WHAT TO WORK ON = The lines below are to be quoted exactly, from the first through the one that contains "mod payload;".

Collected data
--

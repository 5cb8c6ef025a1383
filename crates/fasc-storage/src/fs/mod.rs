//! File-system backed storage.
//!
//! Objects live under `<root>/xx/yy/zz/<oid>/`, where the shard directories
//! are the first six characters of the oid taken in pairs. Each object
//! directory holds a `TF-OBJ-META` property file and one data file per
//! payload, with a `<pid>.meta` descriptor sidecar beside it.

mod object;
mod payload;

pub use object::FileSystemDigitalObject;
pub use payload::FileSystemPayload;

use std::collections::BTreeSet;
use std::fs;
use std::io::{self, Read, Write};
use std::path::{Path, PathBuf};
use std::sync::RwLock;

use fasc_types::{shard_path, Properties, RESERVED_METADATA_PID, TEMP_FILE_PREFIX, TEMP_FILE_SUFFIX};
use tracing::{debug, info, warn};
use walkdir::WalkDir;

use crate::config::StorageConfig;
use crate::error::{StorageError, StorageResult};
use crate::metadata::OBJECT_ID_KEY;
use crate::traits::{DigitalObject, Storage};

/// Depth of a metadata file below the root: three shards, the object, the file.
const METADATA_DEPTH: usize = 5;

/// Sharded object storage rooted at one directory.
///
/// The object id list is scanned from disk once per process and then kept
/// up to date by this instance's own creates and removes.
pub struct FileSystemStorage {
    root: PathBuf,
    object_ids: RwLock<Option<BTreeSet<String>>>,
}

impl FileSystemStorage {
    /// Open the storage described by `config`, creating its root if needed.
    pub fn new(config: &StorageConfig) -> StorageResult<Self> {
        Self::with_root(config.root())
    }

    pub fn with_root(root: impl Into<PathBuf>) -> StorageResult<Self> {
        let root = root.into();
        fs::create_dir_all(&root).map_err(StorageError::io("create storage root", &root))?;
        info!(root = %root.display(), "file-system storage opened");
        Ok(Self {
            root,
            object_ids: RwLock::new(None),
        })
    }

    pub fn root(&self) -> &Path {
        &self.root
    }

    /// Directory an object with this oid occupies, whether or not it exists.
    pub fn object_path(&self, oid: &str) -> StorageResult<PathBuf> {
        Ok(self.root.join(shard_path(oid)?))
    }

    /// Rescan the root and replace the cached id list.
    pub fn refresh_object_id_list(&self) -> BTreeSet<String> {
        let ids = self.scan_object_ids();
        *self.object_ids.write().expect("lock poisoned") = Some(ids.clone());
        ids
    }

    fn scan_object_ids(&self) -> BTreeSet<String> {
        let mut ids = BTreeSet::new();
        let walker = WalkDir::new(&self.root)
            .min_depth(METADATA_DEPTH)
            .max_depth(METADATA_DEPTH);
        for entry in walker {
            let entry = match entry {
                Ok(entry) => entry,
                Err(e) => {
                    warn!(error = %e, "skipping unreadable storage entry");
                    continue;
                }
            };
            if !entry.file_type().is_file() || entry.file_name() != RESERVED_METADATA_PID {
                continue;
            }
            match read_object_id(entry.path()) {
                Ok(oid) => {
                    ids.insert(oid);
                }
                Err(e) => warn!(path = %entry.path().display(), error = %e, "skipping unreadable object metadata"),
            }
        }
        debug!(count = ids.len(), "object ids scanned");
        ids
    }

    fn update_cache(&self, f: impl FnOnce(&mut BTreeSet<String>)) {
        if let Some(ids) = self.object_ids.write().expect("lock poisoned").as_mut() {
            f(ids);
        }
    }
}

/// The oid recorded in a metadata file, falling back to its directory name.
fn read_object_id(path: &Path) -> StorageResult<String> {
    let bytes = fs::read(path).map_err(StorageError::io("read object metadata", path))?;
    let props = Properties::parse_bytes(&bytes).map_err(|e| StorageError::CorruptMetadata {
        path: path.to_path_buf(),
        reason: e.to_string(),
    })?;
    if let Some(oid) = props.get(OBJECT_ID_KEY) {
        return Ok(oid.to_string());
    }
    let dir_name = path
        .parent()
        .and_then(Path::file_name)
        .and_then(|n| n.to_str())
        .ok_or_else(|| StorageError::CorruptMetadata {
            path: path.to_path_buf(),
            reason: "no objectId and no usable directory name".into(),
        })?;
    warn!(path = %path.display(), "metadata lacks objectId; using directory name");
    Ok(dir_name.to_string())
}

impl Storage for FileSystemStorage {
    type Object = FileSystemDigitalObject;

    fn create_object(&self, oid: &str) -> StorageResult<FileSystemDigitalObject> {
        let dir = self.object_path(oid)?;
        if dir.exists() {
            return Err(StorageError::ObjectExists { oid: oid.to_string() });
        }
        let object = match FileSystemDigitalObject::create(dir.clone(), oid) {
            Ok(object) => object,
            Err(e) => {
                if let Some(shard) = dir.parent() {
                    prune_empty_dirs(shard, &self.root);
                }
                return Err(e);
            }
        };
        self.update_cache(|ids| {
            ids.insert(oid.to_string());
        });
        info!(oid, "object created");
        Ok(object)
    }

    fn get_object(&self, oid: &str) -> StorageResult<FileSystemDigitalObject> {
        let dir = self.object_path(oid)?;
        if !dir.is_dir() {
            return Err(StorageError::ObjectNotFound { oid: oid.to_string() });
        }
        Ok(FileSystemDigitalObject::open(dir, oid))
    }

    fn remove_object(&self, oid: &str) -> StorageResult<()> {
        let dir = self.object_path(oid)?;
        if !dir.is_dir() {
            return Err(StorageError::ObjectNotFound { oid: oid.to_string() });
        }

        let mut object = FileSystemDigitalObject::open(dir.clone(), oid);
        for pid in object.payload_id_list() {
            if let Err(e) = object.remove_payload(&pid) {
                warn!(oid, pid = %pid, error = %e, "failed to remove payload");
            }
        }
        if let Err(e) = object.close() {
            warn!(oid, error = %e, "failed to close object before removal");
        }

        fs::remove_dir_all(&dir).map_err(StorageError::io("remove object directory", &dir))?;
        if let Some(parent) = dir.parent() {
            prune_empty_dirs(parent, &self.root);
        }
        self.update_cache(|ids| {
            ids.remove(oid);
        });
        info!(oid, "object removed");
        Ok(())
    }

    fn object_id_list(&self) -> BTreeSet<String> {
        if let Some(ids) = self.object_ids.read().expect("lock poisoned").as_ref() {
            return ids.clone();
        }
        self.refresh_object_id_list()
    }
}

impl std::fmt::Debug for FileSystemStorage {
    fn fmt(&self, f: &mut std::fmt::Formatter<'_>) -> std::fmt::Result {
        f.debug_struct("FileSystemStorage")
            .field("root", &self.root)
            .finish()
    }
}

/// Write `content` to `dest` through a staging file in the same directory.
///
/// With `overwrite` unset the final rename fails if `dest` already exists.
pub(crate) fn write_atomic<R: Read>(dest: &Path, mut content: R, overwrite: bool) -> StorageResult<u64> {
    let parent = dest
        .parent()
        .filter(|p| !p.as_os_str().is_empty())
        .unwrap_or_else(|| Path::new("."));
    fs::create_dir_all(parent).map_err(StorageError::io("create directory", parent))?;

    let mut staged = tempfile::Builder::new()
        .prefix(TEMP_FILE_PREFIX)
        .suffix(TEMP_FILE_SUFFIX)
        .tempfile_in(parent)
        .map_err(StorageError::io("create staging file", parent))?;
    let written = io::copy(&mut content, &mut staged).map_err(StorageError::io("write", dest))?;
    staged.flush().map_err(StorageError::io("flush", dest))?;
    staged
        .as_file()
        .sync_all()
        .map_err(StorageError::io("sync", dest))?;

    let persisted = if overwrite {
        staged.persist(dest)
    } else {
        staged.persist_noclobber(dest)
    };
    persisted.map_err(|e| StorageError::io("persist", dest)(e.error))?;
    Ok(written)
}

/// Whether `err` reports that a no-clobber write hit an existing file.
pub(crate) fn is_exists_error(err: &StorageError) -> bool {
    matches!(err, StorageError::Io { source, .. } if source.kind() == io::ErrorKind::AlreadyExists)
}

/// Remove a file, treating an already missing file as success.
pub(crate) fn remove_if_exists(path: &Path) -> StorageResult<()> {
    match fs::remove_file(path) {
        Ok(()) => Ok(()),
        Err(e) if e.kind() == io::ErrorKind::NotFound => Ok(()),
        Err(e) => Err(StorageError::io("remove file", path)(e)),
    }
}

/// Remove empty directories from `start` upwards, stopping below `stop`.
pub(crate) fn prune_empty_dirs(start: &Path, stop: &Path) {
    for dir in start.ancestors() {
        if dir == stop || !dir.starts_with(stop) {
            break;
        }
        if fs::remove_dir(dir).is_err() {
            break;
        }
        debug!(dir = %dir.display(), "pruned empty directory");
    }
}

--

ANSWER SECTION =
repository 5cb8c6ef025a1383
filename crates/fasc-storage/src/fs/mod.rs
//! File-system backed storage.
//!
//! Objects live under `<root>/xx/yy/zz/<oid>/`, where the shard directories
//! are the first six characters of the oid taken in pairs. Each object
//! directory holds a `TF-OBJ-META` property file and one data file per
//! payload, with a `<pid>.meta` descriptor sidecar beside it.

mod object;
mod payload;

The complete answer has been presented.